Task details:
Keeping every line intact, print the records that follow.
[Start of section]
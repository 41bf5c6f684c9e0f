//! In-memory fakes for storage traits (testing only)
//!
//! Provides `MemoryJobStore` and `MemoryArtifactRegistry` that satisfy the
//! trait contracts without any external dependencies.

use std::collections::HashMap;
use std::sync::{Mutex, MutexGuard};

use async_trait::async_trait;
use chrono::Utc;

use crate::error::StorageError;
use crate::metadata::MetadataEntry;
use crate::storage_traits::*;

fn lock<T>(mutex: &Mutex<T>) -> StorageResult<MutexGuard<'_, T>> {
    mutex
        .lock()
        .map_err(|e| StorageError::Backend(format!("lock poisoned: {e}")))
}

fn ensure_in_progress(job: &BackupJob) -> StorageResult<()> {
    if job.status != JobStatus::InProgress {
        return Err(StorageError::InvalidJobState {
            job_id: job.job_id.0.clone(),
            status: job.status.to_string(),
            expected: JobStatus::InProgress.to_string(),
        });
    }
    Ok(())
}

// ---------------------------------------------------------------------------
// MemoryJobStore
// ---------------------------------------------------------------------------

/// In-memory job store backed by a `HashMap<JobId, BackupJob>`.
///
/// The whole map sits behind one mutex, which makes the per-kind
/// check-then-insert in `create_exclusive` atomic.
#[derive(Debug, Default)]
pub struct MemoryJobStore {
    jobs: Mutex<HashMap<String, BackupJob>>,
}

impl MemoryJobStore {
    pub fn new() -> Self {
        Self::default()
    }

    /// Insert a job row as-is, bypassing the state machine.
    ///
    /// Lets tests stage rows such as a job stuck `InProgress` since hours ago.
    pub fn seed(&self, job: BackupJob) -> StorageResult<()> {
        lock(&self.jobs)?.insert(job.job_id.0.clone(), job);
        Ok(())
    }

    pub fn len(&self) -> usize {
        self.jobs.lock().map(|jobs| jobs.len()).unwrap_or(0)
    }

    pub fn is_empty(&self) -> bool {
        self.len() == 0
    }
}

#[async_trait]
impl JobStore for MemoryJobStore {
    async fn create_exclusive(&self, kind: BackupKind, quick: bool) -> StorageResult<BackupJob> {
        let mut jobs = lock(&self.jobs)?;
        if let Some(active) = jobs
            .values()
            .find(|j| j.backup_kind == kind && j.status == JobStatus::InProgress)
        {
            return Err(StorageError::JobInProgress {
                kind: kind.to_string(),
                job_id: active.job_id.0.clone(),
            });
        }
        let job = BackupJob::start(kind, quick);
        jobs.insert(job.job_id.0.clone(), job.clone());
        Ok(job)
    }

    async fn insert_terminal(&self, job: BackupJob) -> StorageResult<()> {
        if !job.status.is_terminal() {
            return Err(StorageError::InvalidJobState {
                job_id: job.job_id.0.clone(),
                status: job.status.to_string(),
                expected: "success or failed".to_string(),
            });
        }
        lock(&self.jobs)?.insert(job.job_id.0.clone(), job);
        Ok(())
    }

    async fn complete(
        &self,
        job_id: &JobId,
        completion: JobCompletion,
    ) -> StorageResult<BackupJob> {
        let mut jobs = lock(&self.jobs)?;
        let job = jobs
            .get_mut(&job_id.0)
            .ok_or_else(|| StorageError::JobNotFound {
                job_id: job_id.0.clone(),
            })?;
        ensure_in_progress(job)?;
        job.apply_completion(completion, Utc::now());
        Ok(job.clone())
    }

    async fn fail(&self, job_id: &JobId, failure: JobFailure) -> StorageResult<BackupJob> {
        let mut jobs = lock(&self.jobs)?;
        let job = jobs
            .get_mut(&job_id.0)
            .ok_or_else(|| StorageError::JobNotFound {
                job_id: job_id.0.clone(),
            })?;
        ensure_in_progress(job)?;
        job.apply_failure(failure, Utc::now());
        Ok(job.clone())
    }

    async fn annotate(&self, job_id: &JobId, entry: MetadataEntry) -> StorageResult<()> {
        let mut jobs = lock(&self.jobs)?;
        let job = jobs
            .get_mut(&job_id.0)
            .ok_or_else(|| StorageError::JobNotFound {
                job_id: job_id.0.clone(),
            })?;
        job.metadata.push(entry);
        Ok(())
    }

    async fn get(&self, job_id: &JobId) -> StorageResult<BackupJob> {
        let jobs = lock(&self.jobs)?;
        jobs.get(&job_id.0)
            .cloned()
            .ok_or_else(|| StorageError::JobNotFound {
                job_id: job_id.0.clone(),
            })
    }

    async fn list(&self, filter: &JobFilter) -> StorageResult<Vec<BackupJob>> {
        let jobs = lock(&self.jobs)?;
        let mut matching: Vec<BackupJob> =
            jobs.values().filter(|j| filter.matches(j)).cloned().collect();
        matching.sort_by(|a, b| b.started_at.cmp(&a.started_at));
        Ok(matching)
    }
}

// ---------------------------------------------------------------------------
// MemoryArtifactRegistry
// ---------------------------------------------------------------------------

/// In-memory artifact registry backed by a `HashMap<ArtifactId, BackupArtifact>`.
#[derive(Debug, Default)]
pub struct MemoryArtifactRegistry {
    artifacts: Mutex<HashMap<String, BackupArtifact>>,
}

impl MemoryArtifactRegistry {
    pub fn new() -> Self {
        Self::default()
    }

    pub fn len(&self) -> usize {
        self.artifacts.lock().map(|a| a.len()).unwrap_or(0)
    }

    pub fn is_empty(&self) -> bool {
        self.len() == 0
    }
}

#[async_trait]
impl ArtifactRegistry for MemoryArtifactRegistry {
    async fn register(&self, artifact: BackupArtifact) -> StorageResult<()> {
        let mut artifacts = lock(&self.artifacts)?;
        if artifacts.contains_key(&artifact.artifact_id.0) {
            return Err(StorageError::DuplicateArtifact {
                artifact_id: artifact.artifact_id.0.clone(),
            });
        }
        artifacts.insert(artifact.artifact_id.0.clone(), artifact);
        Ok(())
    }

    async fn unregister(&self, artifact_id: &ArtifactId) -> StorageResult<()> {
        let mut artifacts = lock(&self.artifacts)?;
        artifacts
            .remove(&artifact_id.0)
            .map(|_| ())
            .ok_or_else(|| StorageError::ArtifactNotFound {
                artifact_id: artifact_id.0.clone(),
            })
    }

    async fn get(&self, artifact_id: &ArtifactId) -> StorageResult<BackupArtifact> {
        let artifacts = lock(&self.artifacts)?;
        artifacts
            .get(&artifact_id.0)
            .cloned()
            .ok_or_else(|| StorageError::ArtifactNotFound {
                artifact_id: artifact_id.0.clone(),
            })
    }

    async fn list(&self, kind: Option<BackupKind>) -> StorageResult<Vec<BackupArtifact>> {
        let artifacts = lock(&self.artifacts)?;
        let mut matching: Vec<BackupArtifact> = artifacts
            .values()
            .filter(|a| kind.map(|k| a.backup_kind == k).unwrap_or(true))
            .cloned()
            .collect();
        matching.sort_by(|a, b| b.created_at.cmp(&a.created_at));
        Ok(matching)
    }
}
[End of section]
Your solution:
repository 41bf5c6f684c9e0f
//! In-memory fakes for storage traits (testing only)
//!
//! Provides `MemoryJobStore` and `MemoryArtifactRegistry` that satisfy the
//! trait contracts without any external dependencies.

use std::collections::HashMap;
use std::sync::{Mutex, MutexGuard};

use async_trait::async_trait;
use chrono::Utc;

use crate::error::StorageError;
use crate::metadata::MetadataEntry;
use crate::storage_traits::*;

fn lock<T>(mutex: &Mutex<T>) -> StorageResult<MutexGuard<'_, T>> {
    mutex
        .lock()
        .map_err(|e| StorageError::Backend(format!("lock poisoned: {e}")))
}

fn ensure_in_progress(job: &BackupJob) -> StorageResult<()> {
    if job.status != JobStatus::InProgress {
        return Err(StorageError::InvalidJobState {
            job_id: job.job_id.0.clone(),
            status: job.status.to_string(),
            expected: JobStatus::InProgress.to_string(),
        });
    }
    Ok(())
}

// ---------------------------------------------------------------------------
// MemoryJobStore
// ---------------------------------------------------------------------------

/// In-memory job store backed by a `HashMap<JobId, BackupJob>`.
///
/// The whole map sits behind one mutex, which makes the per-kind
/// check-then-insert in `create_exclusive` atomic.
#[derive(Debug, Default)]
pub struct MemoryJobStore {
    jobs: Mutex<HashMap<String, BackupJob>>,
}

impl MemoryJobStore {
    pub fn new() -> Self {
        Self::default()
    }

    /// Insert a job row as-is, bypassing the state machine.
    ///
    /// Lets tests stage rows such as a job stuck `InProgress` since hours ago.
    pub fn seed(&self, job: BackupJob) -> StorageResult<()> {
        lock(&self.jobs)?.insert(job.job_id.0.clone(), job);
        Ok(())
    }

    pub fn len(&self) -> usize {
        self.jobs.lock().map(|jobs| jobs.len()).unwrap_or(0)
    }

    pub fn is_empty(&self) -> bool {
        self.len() == 0
    }
}

#[async_trait]
impl JobStore for MemoryJobStore {
    async fn create_exclusive(&self, kind: BackupKind, quick: bool) -> StorageResult<BackupJob> {
        let mut jobs = lock(&self.jobs)?;
        if let Some(active) = jobs
            .values()
            .find(|j| j.backup_kind == kind && j.status == JobStatus::InProgress)
        {
            return Err(StorageError::JobInProgress {
                kind: kind.to_string(),
                job_id: active.job_id.0.clone(),
            });
        }
        let job = BackupJob::start(kind, quick);
        jobs.insert(job.job_id.0.clone(), job.clone());
        Ok(job)
    }

    async fn insert_terminal(&self, job: BackupJob) -> StorageResult<()> {
        if !job.status.is_terminal() {
            return Err(StorageError::InvalidJobState {
                job_id: job.job_id.0.clone(),
                status: job.status.to_string(),
                expected: "success or failed".to_string(),
            });
        }
        lock(&self.jobs)?.insert(job.job_id.0.clone(), job);
        Ok(())
    }

    async fn complete(
        &self,
        job_id: &JobId,
        completion: JobCompletion,
    ) -> StorageResult<BackupJob> {
        let mut jobs = lock(&self.jobs)?;
        let job = jobs
            .get_mut(&job_id.0)
            .ok_or_else(|| StorageError::JobNotFound {
                job_id: job_id.0.clone(),
            })?;
        ensure_in_progress(job)?;
        job.apply_completion(completion, Utc::now());
        Ok(job.clone())
    }

    async fn fail(&self, job_id: &JobId, failure: JobFailure) -> StorageResult<BackupJob> {
        let mut jobs = lock(&self.jobs)?;
        let job = jobs
            .get_mut(&job_id.0)
            .ok_or_else(|| StorageError::JobNotFound {
                job_id: job_id.0.clone(),
            })?;
        ensure_in_progress(job)?;
        job.apply_failure(failure, Utc::now());
        Ok(job.clone())
    }

    async fn annotate(&self, job_id: &JobId, entry: MetadataEntry) -> StorageResult<()> {
        let mut jobs = lock(&self.jobs)?;
        let job = jobs
            .get_mut(&job_id.0)
            .ok_or_else(|| StorageError::JobNotFound {
                job_id: job_id.0.clone(),
            })?;
        job.metadata.push(entry);
        Ok(())
    }

    async fn get(&self, job_id: &JobId) -> StorageResult<BackupJob> {
        let jobs = lock(&self.jobs)?;
        jobs.get(&job_id.0)
            .cloned()
            .ok_or_else(|| StorageError::JobNotFound {
                job_id: job_id.0.clone(),
            })
    }

    async fn list(&self, filter: &JobFilter) -> StorageResult<Vec<BackupJob>> {
        let jobs = lock(&self.jobs)?;
        let mut matching: Vec<BackupJob> =
            jobs.values().filter(|j| filter.matches(j)).cloned().collect();
        matching.sort_by(|a, b| b.started_at.cmp(&a.started_at));
        Ok(matching)
    }
}

// ---------------------------------------------------------------------------
// MemoryArtifactRegistry
// ---------------------------------------------------------------------------

/// In-memory artifact registry backed by a `HashMap<ArtifactId, BackupArtifact>`.
#[derive(Debug, Default)]
pub struct MemoryArtifactRegistry {
    artifacts: Mutex<HashMap<String, BackupArtifact>>,
}

impl MemoryArtifactRegistry {
    pub fn new() -> Self {
        Self::default()
    }

    pub fn len(&self) -> usize {
        self.artifacts.lock().map(|a| a.len()).unwrap_or(0)
    }

    pub fn is_empty(&self) -> bool {
        self.len() == 0
    }
}

#[async_trait]
impl ArtifactRegistry for MemoryArtifactRegistry {
    async fn register(&self, artifact: BackupArtifact) -> StorageResult<()> {
        let mut artifacts = lock(&self.artifacts)?;
        if artifacts.contains_key(&artifact.artifact_id.0) {
            return Err(StorageError::DuplicateArtifact {
                artifact_id: artifact.artifact_id.0.clone(),
            });
        }
        artifacts.insert(artifact.artifact_id.0.clone(), artifact);
        Ok(())
    }

    async fn unregister(&self, artifact_id: &ArtifactId) -> StorageResult<()> {
        let mut artifacts = lock(&self.artifacts)?;
        artifacts
            .remove(&artifact_id.0)
            .map(|_| ())
            .ok_or_else(|| StorageError::ArtifactNotFound {
                artifact_id: artifact_id.0.clone(),
            })
    }

    async fn get(&self, artifact_id: &ArtifactId) -> StorageResult<BackupArtifact> {
        let artifacts = lock(&self.artifacts)?;
        artifacts
            .get(&artifact_id.0)
            .cloned()
            .ok_or_else(|| StorageError::ArtifactNotFound {
                artifact_id: artifact_id.0.clone(),
            })
    }

    async fn list(&self, kind: Option<BackupKind>) -> StorageResult<Vec<BackupArtifact>> {
        let artifacts = lock(&self.artifacts)?;
        let mut matching: Vec<BackupArtifact> = artifacts
            .values()
            .filter(|a| kind.map(|k| a.backup_kind == k).unwrap_or(true))
            .cloned()
            .collect();
        matching.sort_by(|a, b| b.created_at.cmp(&a.created_at));
        Ok(matching)
    }
}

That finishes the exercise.